**Brief:** Return the lines below exactly as they appear, please, starting with the first and ending with the one that contains "pub fn fade_in_out(samples: &mut".

(Collected data entries)
use crate::util::{offset_samples, sample_time};

/// Length of the click-suppressing fade at each end of a melodic tone, in seconds.
pub const FADE_SECONDS: f64 = 0.01;

/// Value `idx` of `n` evenly spaced points from `start` to `end`, both inclusive.
pub fn linspace(start: f32, end: f32, n: usize, idx: usize) -> f32 {
    if n <= 1 {
        start
    } else {
        start + (end - start) * idx as f32 / (n - 1) as f32
    }
}

/// Exponential decay `e^(-rate * t)`.
#[inline]
pub fn exp_decay(rate: f32, t: f32) -> f32 {
    (-rate * t).exp()
}

/// Gain of a linear fade-in/fade-out envelope at sample `idx` of `len`.
///
/// Where the fades overlap the fade-out takes priority.
fn fade_gain(idx: usize, len: usize, fade: usize) -> f32 {
    if idx >= len - fade {
        linspace(1.0, 0.0, fade, idx - (len - fade))
    } else if idx < fade {
        linspace(0.0, 1.0, fade, idx)
    } else {
        1.0
    }
}

/// Applies a linear fade of `fade` samples at both ends of the buffer.
/// Buffers no longer than the fade are left untouched.
pub fn fade_in_out(samples: &mut [f32], fade: usize) {
    let len = samples.len();
    if fade == 0 || fade >= len {
        return;
    }
    for (idx, sample) in samples.iter_mut().enumerate() {
        *sample *= fade_gain(idx, len, fade);
    }
}

/// Multiplies the first `len` samples by a linear ramp from `start` to `end`.
/// Buffers no longer than the ramp are left untouched.
pub fn linear_ramp(samples: &mut [f32], len: usize, start: f32, end: f32) {
    if len >= samples.len() {
        return;
    }
    for (idx, sample) in samples[..len].iter_mut().enumerate() {
        *sample *= linspace(start, end, len, idx);
    }
}

/// Adds a burst of at most `length` seconds starting `delay` seconds into the buffer,
/// truncated at the end of the buffer. `burst` receives the sample index and time relative
/// to the start of the burst.
pub fn add_delayed_burst(
    samples: &mut [f32],
    delay: f64,
    length: f64,
    sample_rate: u32,
    mut burst: impl FnMut(usize, f32) -> f32,
) {
    let start = offset_samples(delay, sample_rate);
    if start >= samples.len() {
        return;
    }
    let len = offset_samples(length, sample_rate).min(samples.len() - start);
    for (idx, sample) in samples[start..start + len].iter_mut().enumerate() {
        *sample += burst(idx, sample_time(idx, sample_rate));
    }
}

**Answer to this task:**
use crate::util::{offset_samples, sample_time};

/// Length of the click-suppressing fade at each end of a melodic tone, in seconds.
pub const FADE_SECONDS: f64 = 0.01;

/// Value `idx` of `n` evenly spaced points from `start` to `end`, both inclusive.
pub fn linspace(start: f32, end: f32, n: usize, idx: usize) -> f32 {
    if n <= 1 {
        start
    } else {
        start + (end - start) * idx as f32 / (n - 1) as f32
    }
}

/// Exponential decay `e^(-rate * t)`.
#[inline]
pub fn exp_decay(rate: f32, t: f32) -> f32 {
    (-rate * t).exp()
}

/// Gain of a linear fade-in/fade-out envelope at sample `idx` of `len`.
///
/// Where the fades overlap the fade-out takes priority.
fn fade_gain(idx: usize, len: usize, fade: usize) -> f32 {
    if idx >= len - fade {
        linspace(1.0, 0.0, fade, idx - (len - fade))
    } else if idx < fade {
        linspace(0.0, 1.0, fade, idx)
    } else {
        1.0
    }
}

/// Applies a linear fade of `fade` samples at both ends of the buffer.
/// Buffers no longer than the fade are left untouched.
pub fn fade_in_out(samples: &mut [f32], fade: usize) {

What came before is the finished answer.